Carl Schmitt, Hermann Heller, Du libéralisme autoritaire. Textes traduits, présentés et annotés par Grégoire Chamayou. Zones, 142 p., 16 €


Que faire en effet de l’État ? Que faire de cette institution moderne, dont l’élaboration a demandé au moins deux siècles et que quelques décennies ont suffi à mettre à bas ? « L’ère de l’État est à son déclin », écrivait Carl Schmitt en 1963 à l’occasion de la réédition de La notion de politique. La gauche révolutionnaire théorisait la fin, le dépérissement de ce qu’elle considérait comme l’ennemi suprême ; la droite libérale en voulait la réduction ; le néolibéralisme entend le transformer en instrument de « libération » des énergies individuelles. La fin de l’État ne s’est pas produite selon le récit marxiste, mais sous les coups de la version néolibérale du capitalisme qui réutilise de manière autoritaire à son profit les oripeaux abandonnés par le dépérissement.
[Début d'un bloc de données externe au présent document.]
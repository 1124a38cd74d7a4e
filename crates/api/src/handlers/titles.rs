//! Handlers for catalog title endpoints.

use axum::extract::{Path, Query, State};
use axum::http::StatusCode;
use axum::Json;
use serde::{Deserialize, Serialize};

use shortscout_core::catalog::{is_listable_safe, sort_by_safety, DEFAULT_SAFE_MIN_SCORE};
use shortscout_core::community::{aggregate_reports, CommunitySummary};
use shortscout_core::error::CoreError;
use shortscout_core::title::{validate_rating, validate_title_kind, validate_title_name};
use shortscout_core::types::DbId;
use shortscout_db::models::title::{CreateTitle, Title, UpdateTitle};
use shortscout_db::repositories::{SafetyReportRepo, TitleRepo};
use shortscout_db::{clamp_limit, clamp_offset};

use crate::error::AppResult;
use crate::query::PaginationParams;
use crate::response::DataResponse;
use crate::state::AppState;

/// Query parameters for `GET /titles`.
#[derive(Debug, Deserialize)]
pub struct ListTitlesParams {
    /// Optional `movie` / `drama` filter.
    pub kind: Option<String>,
    pub limit: Option<i64>,
    pub offset: Option<i64>,
}

/// Query parameters for `GET /titles/safe`.
#[derive(Debug, Deserialize)]
pub struct SafeListParams {
    /// Minimum community score; defaults to 6.0.
    pub min_score: Option<f64>,
}

/// One entry of the safe-titles listing.
#[derive(Debug, Serialize)]
pub struct SafeTitleEntry {
    pub title: Title,
    pub summary: CommunitySummary,
}

/// GET /api/v1/titles
///
/// Paginated catalog listing, newest first.
pub async fn list_titles(
    State(state): State<AppState>,
    Query(params): Query<ListTitlesParams>,
) -> AppResult<Json<DataResponse<Vec<Title>>>> {
    if let Some(kind) = params.kind.as_deref() {
        validate_title_kind(kind)?;
    }
    let titles = TitleRepo::list(
        &state.pool,
        params.kind.as_deref(),
        clamp_limit(params.limit),
        clamp_offset(params.offset),
    )
    .await?;
    Ok(Json(DataResponse { data: titles }))
}

/// POST /api/v1/titles
///
/// Add a title to the catalog.
pub async fn create_title(
    State(state): State<AppState>,
    Json(input): Json<CreateTitle>,
) -> AppResult<(StatusCode, Json<DataResponse<Title>>)> {
    validate_title_kind(&input.kind)?;
    validate_title_name(&input.name)?;
    if let Some(rating) = input.rating {
        validate_rating(rating)?;
    }

    let title = TitleRepo::create(&state.pool, &input).await?;
    Ok((StatusCode::CREATED, Json(DataResponse { data: title })))
}

/// GET /api/v1/titles/{id}
pub async fn get_title(
    State(state): State<AppState>,
    Path(id): Path<DbId>,
) -> AppResult<Json<DataResponse<Title>>> {
    let title = TitleRepo::find_by_id(&state.pool, id)
        .await?
        .ok_or(CoreError::NotFound { entity: "title", id })?;
    Ok(Json(DataResponse { data: title }))
}

/// PATCH /api/v1/titles/{id}
///
/// Patch catalog fields and admin flags.
pub async fn update_title(
    State(state): State<AppState>,
    Path(id): Path<DbId>,
    Json(input): Json<UpdateTitle>,
) -> AppResult<Json<DataResponse<Title>>> {
    if let Some(name) = input.name.as_deref() {
        validate_title_name(name)?;
    }
    if let Some(rating) = input.rating {
        validate_rating(rating)?;
    }

    let title = TitleRepo::update(&state.pool, id, &input)
        .await?
        .ok_or(CoreError::NotFound { entity: "title", id })?;
    Ok(Json(DataResponse { data: title }))
}

/// DELETE /api/v1/titles/{id}
pub async fn delete_title(
    State(state): State<AppState>,
    Path(id): Path<DbId>,
) -> AppResult<StatusCode> {
    let deleted = TitleRepo::delete(&state.pool, id).await?;
    if !deleted {
        return Err(CoreError::NotFound { entity: "title", id }.into());
    }
    Ok(StatusCode::NO_CONTENT)
}

/// GET /api/v1/titles/safe
///
/// Titles with enough community evidence to list as safe, safest first.
/// Summaries are recomputed from the report lists rather than read from
/// the cache so the listing can never drift from the source of truth.
pub async fn list_safe_titles(
    State(state): State<AppState>,
    Query(pagination): Query<PaginationParams>,
    Query(params): Query<SafeListParams>,
) -> AppResult<Json<DataResponse<Vec<SafeTitleEntry>>>> {
    let min_score = params.min_score.unwrap_or(DEFAULT_SAFE_MIN_SCORE);
    let now = chrono::Utc::now();

    let titles = TitleRepo::list(
        &state.pool,
        None,
        clamp_limit(pagination.limit),
        clamp_offset(pagination.offset),
    )
    .await?;

    let mut entries = Vec::new();
    for title in titles {
        let reports = SafetyReportRepo::list_by_title(&state.pool, title.id).await?;
        let inputs: Vec<_> = reports.iter().map(|r| r.scoring_input()).collect();
        let summary = aggregate_reports(&inputs, now);
        if is_listable_safe(&summary, min_score) {
            entries.push(SafeTitleEntry { title, summary });
        }
    }
    sort_by_safety(&mut entries, |entry| &entry.summary);

    Ok(Json(DataResponse { data: entries }))
}
//! Route definitions for the excluded-channel registry.
//!
//! Mounted at `/channels` within the `/api/v1` tree.
//!
//! ```text
//! GET    /      -> list_channels
//! POST   /      -> register_channel
//! PATCH  /{id}  -> update_channel
//! DELETE /{id}  -> delete_channel
//! ```

use axum::routing::{get, patch};
use axum::Router;

use crate::handlers::channels;
use crate::state::AppState;

/// Build the `/channels` router.
pub fn router() -> Router<AppState> {
    Router::new()
        .route(
            "/",
            get(channels::list_channels).post(channels::register_channel),
        )
        .route(
            "/{id}",
            patch(channels::update_channel).delete(channels::delete_channel),
        )
}
//! Search client for the YouTube Data API.
//!
//! One call per analysis run: a hashtag query for a title's shorts,
//! duration-filtered, sampling at most one page of results. An empty
//! item list is a valid response (the "no videos found" terminal state),
//! distinct from a transport or API error.

use serde::Deserialize;

use shortscout_core::signal::{CandidatePosting, SEARCH_PAGE_SIZE};
use shortscout_core::title::KIND_DRAMA;
use shortscout_core::types::Timestamp;

/// Default base URL of the search endpoint.
pub const DEFAULT_SEARCH_URL: &str = "https://www.googleapis.com/youtube/v3/search";

/// Errors from the video search layer.
#[derive(Debug, thiserror::Error)]
pub enum VideoSearchError {
    /// The HTTP request itself failed (network, DNS, TLS, etc.).
    #[error("HTTP request failed: {0}")]
    Request(#[from] reqwest::Error),

    /// The platform returned a non-2xx status code.
    #[error("Video search API error ({status}): {body}")]
    ApiError {
        /// HTTP status code.
        status: u16,
        /// Raw response body for debugging.
        body: String,
    },
}

/// Search result for one title query.
#[derive(Debug, Clone)]
pub struct VideoSearchResponse {
    /// Platform-reported total result count; may exceed the sampled page.
    pub total_count: u64,
    /// Sampled postings, at most [`SEARCH_PAGE_SIZE`].
    pub postings: Vec<CandidatePosting>,
}

/// Build the hashtag search query for a title.
///
/// Hashtag queries match how shorts creators actually tag uploads, which
/// keeps the result set on-topic compared to a free-text title search.
pub fn shorts_query(kind: &str, name: &str) -> String {
    let prefix = if kind == KIND_DRAMA { "드라마" } else { "영화" };
    format!("#{prefix} #{name} shorts")
}

/// HTTP client for the video-platform search API.
pub struct VideoSearchApi {
    client: reqwest::Client,
    search_url: String,
    api_key: String,
}

impl VideoSearchApi {
    /// Create a client against the default endpoint.
    pub fn new(api_key: String) -> Self {
        Self::with_url(DEFAULT_SEARCH_URL.to_string(), api_key)
    }

    /// Create a client against a custom endpoint (used by tests and
    /// proxies).
    pub fn with_url(search_url: String, api_key: String) -> Self {
        Self {
            client: reqwest::Client::new(),
            search_url,
            api_key,
        }
    }

    /// Search shorts for a query, sampling one page.
    pub async fn search_shorts(
        &self,
        query: &str,
    ) -> Result<VideoSearchResponse, VideoSearchError> {
        let response = self
            .client
            .get(&self.search_url)
            .query(&[
                ("part", "snippet"),
                ("q", query),
                ("type", "video"),
                ("videoDuration", "short"),
                ("maxResults", &SEARCH_PAGE_SIZE.to_string()),
                ("key", &self.api_key),
            ])
            .send()
            .await?;

        let status = response.status();
        if !status.is_success() {
            let body = response.text().await.unwrap_or_default();
            return Err(VideoSearchError::ApiError {
                status: status.as_u16(),
                body,
            });
        }

        let raw: RawSearchResponse = response.json().await?;
        Ok(convert_response(raw))
    }
}

/* --------------------------------------------------------------------------
Wire types
-------------------------------------------------------------------------- */

#[derive(Debug, Deserialize)]
struct RawSearchResponse {
    #[serde(rename = "pageInfo")]
    page_info: Option<RawPageInfo>,
    #[serde(default)]
    items: Vec<RawItem>,
}

#[derive(Debug, Deserialize)]
struct RawPageInfo {
    #[serde(rename = "totalResults")]
    total_results: u64,
}

#[derive(Debug, Deserialize)]
struct RawItem {
    snippet: RawSnippet,
}

#[derive(Debug, Deserialize)]
struct RawSnippet {
    #[serde(rename = "channelId")]
    channel_id: String,
    #[serde(rename = "channelTitle")]
    channel_title: String,
    #[serde(rename = "publishedAt")]
    published_at: Timestamp,
}

/// Map the wire response into engine input. The platform sometimes omits
/// `pageInfo`; the sampled count is the floor for the total then.
fn convert_response(raw: RawSearchResponse) -> VideoSearchResponse {
    let sampled = raw.items.len() as u64;
    let total_count = raw
        .page_info
        .map(|p| p.total_results)
        .unwrap_or(sampled)
        .max(sampled);

    let postings = raw
        .items
        .into_iter()
        .map(|item| CandidatePosting {
            channel_id: item.snippet.channel_id,
            channel_name: item.snippet.channel_title,
            published_at: item.snippet.published_at,
        })
        .collect();

    VideoSearchResponse {
        total_count,
        postings,
    }
}

/* --------------------------------------------------------------------------
Tests
-------------------------------------------------------------------------- */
Cette conférence de 1932 avait déjà fait l’objet d’une analyse de Jean-Pierre Faye dans L’État total selon Carl Schmitt. Ou comment la narration engendre des monstres (Germina, 2013). Schmitt ne développe pas d’idées nouvelles devant l’Union pour la défense des intérêts économiques communs en Rhénanie et Westphalie : dès Parlementarisme et démocratie, en 1923, il oppose ce qu’il nomme l’État « quantitatif », en ce qu’il étend sa sphère à l’ensemble de la vie humaine, à l’État « qualitatif », qu’il va nommer ensuite « État total », en ce qu’il se connaît comme instance garantissant que l’unité d’un peuple s’opère bien au seul point où elle doit s’effectuer, celui du « politique ».

Carl Schmitt, Hermann Heller, Du libéralisme autoritaire

Dessin du frontispice du manuscrit du « Léviathan » offert en 1651 par Thomas Hobbes à Charles II (1651)

Il faut rappeler que nous trouvons cette distinction entre quantitatif et qualitatif chez Max Weber quand il analyse les conditions d’une administration de masse dans une démocratie (La domination, La Découverte, 2013). Comment échapper à l’État des partis, devenus promoteurs d’intérêts particuliers, comment éviter un constant balancement entre « politisation » et « dépolitisation » des différents domaines de l’action humaine, le culturel, l’économique, le religieux, le technique… en fonction de celui qui, à tel ou tel moment de l’histoire, exerce sa domination sur les autres. Alors que, dans une version libérale, c’est l’économie qui s’émancipe de l’État, dans la version socialiste elle est sous contrôle. La modernité semble ne plus savoir quoi faire de cet instrument créé d’abord pour neutraliser la sphère religieuse. Elle continue de manquer, en neutralisant à tour de rôle chaque sphère dominante, l’éthique, l’économie, la technique (méconnaissant également au passage la vraie nature de ces différentes sphères), le politique, lequel « ne désigne pas un domaine d’activité propre, mais seulement le degré d’intensité d’une association ou d’une dissociation d’êtres humains » (La notion de politique, Champs-Flammarion).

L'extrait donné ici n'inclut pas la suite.